In the early stages, the healthcare provider cannot always tell whether the patient has acute or chronic disease. The symptoms may be the same. Damage to the pancreas from drinking alcohol may show no symptoms for many years, and then the patient suddenly can have an attack of pancreatitis. In more than 90 percent of adult patients, chronic pancreatitis appears to be caused by alcoholism. This is more common in men than women and often develops between 30 and 40 years of age. In other cases, pancreatitis may be inherited.

It may be hereditary or idiopathic. Recently, a gene for hereditary pancreatitis, transmitted as an autosomal dominant trait with variable penetrance, has been identified on chromosome 7.
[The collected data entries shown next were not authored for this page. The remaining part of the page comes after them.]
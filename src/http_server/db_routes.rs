//! Record Query HTTP Routes
//!
//! `/db` accepts only `GET`, with the filter carried in a JSON body:
//!
//! ```json
//! {"startDate": "2016-01-26", "endDate": "2018-02-02", "minCount": 2700, "maxCount": 3000}
//! ```

use std::sync::Arc;

use axum::{
    body::Bytes,
    extract::State,
    http::{Method, StatusCode},
    response::{IntoResponse, Response},
    routing::any,
    Router,
};
use serde::Deserialize;

use crate::store::model::null_as_default;
use crate::store::{parse_date, DocumentStore, Record, RecordFilter, StoreError};

use super::response::{
    decode_json_body, json_response, DbQueryResult, CODE_INVALID, CODE_NOT_ALLOWED,
};

// ==================
// Shared State
// ==================

/// Document store state shared across handlers
pub struct DbState {
    pub store: Arc<dyn DocumentStore>,
}

impl DbState {
    pub fn new(store: Arc<dyn DocumentStore>) -> Self {
        Self { store }
    }
}

// ==================
// Request Types
// ==================

/// `/db` request body; absent or `null` fields take their defaults
#[derive(Debug, Clone, Default, Deserialize)]
#[serde(default, rename_all = "camelCase")]
pub struct DbQueryRequest {
    #[serde(deserialize_with = "null_as_default")]
    pub start_date: String,
    #[serde(deserialize_with = "null_as_default")]
    pub end_date: String,
    #[serde(deserialize_with = "null_as_default")]
    pub min_count: i64,
    #[serde(deserialize_with = "null_as_default")]
    pub max_count: i64,
}

impl DbQueryRequest {
    /// Validate the dates and build the store filter
    pub fn to_filter(&self) -> Result<RecordFilter, DbError> {
        match (parse_date(&self.start_date), parse_date(&self.end_date)) {
            (Some(start), Some(end)) => Ok(RecordFilter::new(
                start,
                end,
                self.min_count,
                self.max_count,
            )),
            _ => Err(DbError::InvalidTimeFormat),
        }
    }
}

// ==================
// Errors
// ==================

/// Failures on `/db`
#[derive(Debug, Clone, PartialEq, Eq)]
pub enum DbError {
    MethodNotAllowed,
    InvalidRequestFormat,
    InvalidTimeFormat,
    /// The store failed; its error text is returned to the client
    Store(StoreError),
}

impl DbError {
    pub fn status_code(&self) -> StatusCode {
        match self {
            DbError::MethodNotAllowed => StatusCode::METHOD_NOT_ALLOWED,
            _ => StatusCode::BAD_REQUEST,
        }
    }

    pub fn code(&self) -> i32 {
        match self {
            DbError::MethodNotAllowed => CODE_NOT_ALLOWED,
            _ => CODE_INVALID,
        }
    }

    pub fn message(&self) -> String {
        match self {
            DbError::MethodNotAllowed => "Request not Allowed".to_string(),
            DbError::InvalidRequestFormat => "Invalid Request Format".to_string(),
            DbError::InvalidTimeFormat => "Invalid Time Format".to_string(),
            DbError::Store(e) => e.to_string(),
        }
    }
}

impl IntoResponse for DbError {
    fn into_response(self) -> Response {
        json_response(
            self.status_code(),
            &DbQueryResult::error(self.code(), self.message()),
        )
    }
}

// ==================
// Db Routes
// ==================

/// Create record query routes
pub fn db_routes(state: Arc<DbState>) -> Router {
    Router::new()
        .route("/db", any(db_handler))
        .with_state(state)
}

async fn db_handler(State(state): State<Arc<DbState>>, method: Method, body: Bytes) -> Response {
    if method != Method::GET {
        return DbError::MethodNotAllowed.into_response();
    }

    match query_records(&state, &body).await {
        Ok(records) => json_response(StatusCode::OK, &DbQueryResult::success(records)),
        Err(err) => err.into_response(),
    }
}

async fn query_records(state: &DbState, body: &[u8]) -> Result<Vec<Record>, DbError> {
    // A `null` body leaves every field at its default
    let request: DbQueryRequest = decode_json_body::<Option<DbQueryRequest>>(body)
        .map_err(|e| {
            tracing::debug!(error = %e, "undecodable db request body");
            DbError::InvalidRequestFormat
        })?
        .unwrap_or_default();

    let filter = request.to_filter()?;

    let records = state.store.query(&filter).await.map_err(|e| {
        tracing::warn!(error = %e, "document query failed");
        DbError::Store(e)
    })?;

    tracing::debug!(
        start = %filter.start,
        end = %filter.end,
        min_count = filter.min_count,
        max_count = filter.max_count,
        matched = records.len(),
        "document query complete"
    );
    Ok(records)
}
In chronic pancreatitis, progressive fibrosis and destruction of functioning glandular tissue occur. Pancreaticolithiasis and obstruction of the duodenal end of the pancreatic duct are often present.
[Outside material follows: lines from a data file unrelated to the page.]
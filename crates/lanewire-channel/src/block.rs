//! Byte blocks and the queue that serves as the vector of a scatter/gather
//! transfer.

/// A contiguous byte span referenced, never owned, by a lane.
///
/// The layout matches `struct iovec`, so a run of queued blocks can be passed
/// straight to `readv`/`writev` without conversion.
#[repr(C)]
#[derive(Debug, Clone, Copy, PartialEq, Eq)]
pub struct Block {
    base: *mut u8,
    len: usize,
}

#[cfg(unix)]
const _: () = {
    assert!(std::mem::size_of::<Block>() == std::mem::size_of::<libc::iovec>());
    assert!(std::mem::align_of::<Block>() == std::mem::align_of::<libc::iovec>());
};

impl Block {
    /// A zero-length block with a null base.
    pub const EMPTY: Block = Block {
        base: std::ptr::null_mut(),
        len: 0,
    };

    /// Create a block from a raw base pointer and length.
    pub fn new(base: *mut u8, len: usize) -> Self {
        Self { base, len }
    }

    /// Reference a read-only span. Only valid as part of a write job.
    pub fn from_slice(buf: &[u8]) -> Self {
        Self {
            base: buf.as_ptr().cast_mut(),
            len: buf.len(),
        }
    }

    /// Reference a writable span, suitable for read jobs.
    pub fn from_mut_slice(buf: &mut [u8]) -> Self {
        Self {
            base: buf.as_mut_ptr(),
            len: buf.len(),
        }
    }

    /// Start of the span.
    pub fn base(&self) -> *mut u8 {
        self.base
    }

    /// Remaining length of the span in bytes.
    pub fn len(&self) -> usize {
        self.len
    }

    /// Whether the span has no bytes left.
    pub fn is_empty(&self) -> bool {
        self.len == 0
    }

    /// View the span as a byte slice.
    ///
    /// # Safety
    ///
    /// The referenced memory must be valid for reads of `len` bytes and must
    /// not be mutated for the lifetime `'a`.
    pub unsafe fn as_slice<'a>(&self) -> &'a [u8] {
        if self.len == 0 {
            return &[];
        }
        // SAFETY: upheld by the caller.
        unsafe { std::slice::from_raw_parts(self.base, self.len) }
    }

    /// View the span as a mutable byte slice.
    ///
    /// # Safety
    ///
    /// The referenced memory must be valid for writes of `len` bytes and must
    /// not be aliased for the lifetime `'a`.
    pub unsafe fn as_mut_slice<'a>(&self) -> &'a mut [u8] {
        if self.len == 0 {
            return &mut [];
        }
        // SAFETY: upheld by the caller.
        unsafe { std::slice::from_raw_parts_mut(self.base, self.len) }
    }

    fn advance(&mut self, n: usize) {
        debug_assert!(n <= self.len);
        self.base = self.base.wrapping_add(n);
        self.len -= n;
    }
}

/// Ordered queue of [`Block`] descriptors.
///
/// Blocks are stored contiguously so the live range can be handed to a
/// vectored syscall as one slice. Popped slots are reclaimed lazily when new
/// blocks are appended.
#[derive(Debug, Default)]
pub struct BlockQueue {
    blocks: Vec<Block>,
    head: usize,
}

impl BlockQueue {
    /// Create an empty queue.
    pub fn new() -> Self {
        Self::default()
    }

    /// Number of queued blocks.
    pub fn len(&self) -> usize {
        self.blocks.len() - self.head
    }

    /// Whether no blocks are queued.
    pub fn is_empty(&self) -> bool {
        self.len() == 0
    }

    /// The queued blocks, front first.
    pub fn as_slice(&self) -> &[Block] {
        &self.blocks[self.head..]
    }

    /// Sum of the remaining lengths of all queued blocks.
    pub fn total_bytes(&self) -> usize {
        self.as_slice().iter().map(Block::len).sum()
    }

    /// Append `n` empty slots at the back and return them for the caller to
    /// fill in.
    pub fn append(&mut self, n: usize) -> &mut [Block] {
        self.compact();
        let start = self.blocks.len();
        self.blocks.resize(start + n, Block::EMPTY);
        &mut self.blocks[start..]
    }

    /// Append a run of blocks at the back.
    pub fn extend_from_slice(&mut self, blocks: &[Block]) {
        self.append(blocks.len()).copy_from_slice(blocks);
    }

    /// Remove `n` whole blocks from the front.
    pub fn pop_blocks(&mut self, n: usize) {
        debug_assert!(n <= self.len(), "popping more blocks than queued");
        self.head += n.min(self.len());
        if self.head == self.blocks.len() {
            self.blocks.clear();
            self.head = 0;
        }
    }

    /// Consume `n_bytes` from the front.
    ///
    /// Fully covered blocks are removed; a partially covered block has its
    /// base advanced and its length shrunk. A count landing exactly on a block
    /// boundary leaves no zero-length residue. Returns the number of whole
    /// blocks removed. Bytes beyond the queued total are ignored.
    pub fn pop_bytes(&mut self, mut n_bytes: usize) -> usize {
        let mut whole = 0;
        for block in &mut self.blocks[self.head..] {
            if n_bytes < block.len {
                block.advance(n_bytes);
                break;
            }
            n_bytes -= block.len;
            whole += 1;
        }
        self.pop_blocks(whole);
        whole
    }

    /// Drop every queued block.
    pub fn clear(&mut self) {
        self.blocks.clear();
        self.head = 0;
    }

    fn compact(&mut self) {
        if self.head > 0 && self.head * 2 >= self.blocks.len() {
            self.blocks.drain(..self.head);
            self.head = 0;
        }
    }
}

#[cfg(test)]
mod tests {
    use super::*;

    fn queue_of(buf: &mut [u8], sizes: &[usize]) -> BlockQueue {
        let mut queue = BlockQueue::new();
        let mut rest = buf;
        for &size in sizes {
            let (head, tail) = rest.split_at_mut(size);
            queue.extend_from_slice(&[Block::from_mut_slice(head)]);
            rest = tail;
        }
        queue
    }

    #[test]
    fn pop_bytes_inside_first_block() {
        let mut buf = [0u8; 15];
        let base = buf.as_mut_ptr();
        let mut queue = queue_of(&mut buf, &[5, 5, 5]);

        assert_eq!(queue.pop_bytes(3), 0);
        assert_eq!(queue.len(), 3);
        assert_eq!(queue.as_slice()[0].base(), base.wrapping_add(3));
        assert_eq!(queue.as_slice()[0].len(), 2);
        assert_eq!(queue.total_bytes(), 12);
    }

    #[test]
    fn pop_bytes_on_boundary_leaves_no_residue() {
        let mut buf = [0u8; 15];
        let base = buf.as_mut_ptr();
        let mut queue = queue_of(&mut buf, &[5, 5, 5]);

        assert_eq!(queue.pop_bytes(10), 2);
        assert_eq!(queue.len(), 1);
        assert_eq!(queue.as_slice()[0].base(), base.wrapping_add(10));
        assert_eq!(queue.as_slice()[0].len(), 5);
    }

    #[test]
    fn pop_bytes_across_blocks() {
        let mut buf = [0u8; 15];
        let base = buf.as_mut_ptr();
        let mut queue = queue_of(&mut buf, &[5, 5, 5]);

        assert_eq!(queue.pop_bytes(7), 1);
        assert_eq!(queue.len(), 2);
        assert_eq!(queue.as_slice()[0].base(), base.wrapping_add(7));
        assert_eq!(queue.as_slice()[0].len(), 3);
        assert_eq!(queue.as_slice()[1].base(), base.wrapping_add(10));
        assert_eq!(queue.as_slice()[1].len(), 5);
    }

    #[test]
    fn pop_bytes_beyond_total_empties_queue() {
        let mut buf = [0u8; 6];
        let mut queue = queue_of(&mut buf, &[2, 4]);

        assert_eq!(queue.pop_bytes(100), 2);
        assert!(queue.is_empty());
        assert_eq!(queue.pop_bytes(1), 0);
    }

    #[test]
    fn pop_zero_bytes_keeps_blocks() {
        let mut buf = [0u8; 4];
        let mut queue = queue_of(&mut buf, &[4]);

        assert_eq!(queue.pop_bytes(0), 0);
        assert_eq!(queue.len(), 1);
        assert_eq!(queue.total_bytes(), 4);
    }

    #[test]
    fn append_returns_fillable_slots_after_pops() {
        let mut buf = [0u8; 8];
        let mut queue = queue_of(&mut buf, &[2, 2, 2, 2]);
        queue.pop_blocks(3);

        let slots = queue.append(2);
        assert_eq!(slots.len(), 2);
        assert!(slots.iter().all(Block::is_empty));
        slots[0] = Block::new(std::ptr::null_mut(), 0);

        assert_eq!(queue.len(), 3);
        assert_eq!(queue.as_slice()[0].len(), 2);
    }

    #[test]
    fn block_slices_view_memory() {
        let mut buf = *b"abcdef";
        let block = Block::from_mut_slice(&mut buf[1..4]);
        // SAFETY: `buf` outlives the view and is not otherwise accessed.
        let view = unsafe { block.as_slice() };
        assert_eq!(view, b"bcd");
        assert!(!block.is_empty());
        // SAFETY: a zero-length block never touches memory.
        assert!(unsafe { Block::EMPTY.as_slice() }.is_empty());
    }
}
Chronic Pancreatitis disease is histologically characterized by infiltration with inflammatory cells and extended fibrosis. Epithelial cells of pancreatic ducts express HLA-DR antigens and secretory component of secretory IgA. As a consequence of this, we could find elevated levels of secretory component in pancreatic juice of chronic pancreatitis patients compared to normal controls.

Since chronic pancreatitis is a fibrotic disease leading to a more or less complete replacement of the exocrine pancreas by fibrotic tissue, it is one of the subjects of our research to investigate the role of extracellular matrix proteins in this disease. The serum level of procollagen-III-peptide (P-III-P), laminin, and hyaluronic acid by immunoassays may be elevated.

Symptoms of the disease are greatest in the upper abdomen, may be in the middle of the upper abdomen, may last from hours to days, eventually may be continuous, may be worse by eating or drinking, may be worse from alcohol, and may radiate to the back. Other symptoms may be nausea, vomiting, weight loss, and fatty stools. Likewise, additional symptoms that may also be associated with Chronic Pancreatitis may be overall swelling, colored clay stools, and abdominal indigestion.

Management of the symptoms of chronic pancreatitis is achieved by reducing pancreatic stimulation, alleviating fat indigestion, reducing pain, and treating diabetes with the following measures:

* Low-Fat Diet
* Fat-soluble vitamins and calcium in diet
* No alcohol use or caffeine
* Pain relief with analgesics
* Controlling blood sugar levels by giving insulin
* Pancreatic enzymes to correct underproduction

Surgery to alleviate an obstruction may be recommended if an anatomic lesion is found. In advanced cases, all or part of the pancreas may be removed. This is a serious disease that may lead to disability. The outcome is usually better if abstinence from alcohol is maintained.

Scientists do not know why the inherited form occurs. Patients with chronic pancreatitis tend to have three kinds of problems: pain, malabsorption of food leading to weight loss, or diabetes.

Some patients do not have any pain but most do. Pain may be constant in the back and abdomen, and for some patients, the pain attacks are disabling. In some cases, the abdominal pain goes away as the condition advances. Healthcare providers think this happens because pancreatic enzymes are no longer being made by the pancreas.

Patients with this disease often lose weight, even when their appetite and eating habits are normal. This occurs because the body does not secrete enough pancreatic enzymes to break down food, so nutrients are not absorbed normally. Poor digestion leads to loss of fat, protein, and sugar into the stool. Diabetes may also develop at this stage if the insulin-producing cells of the pancreas (islet cells) have been damaged.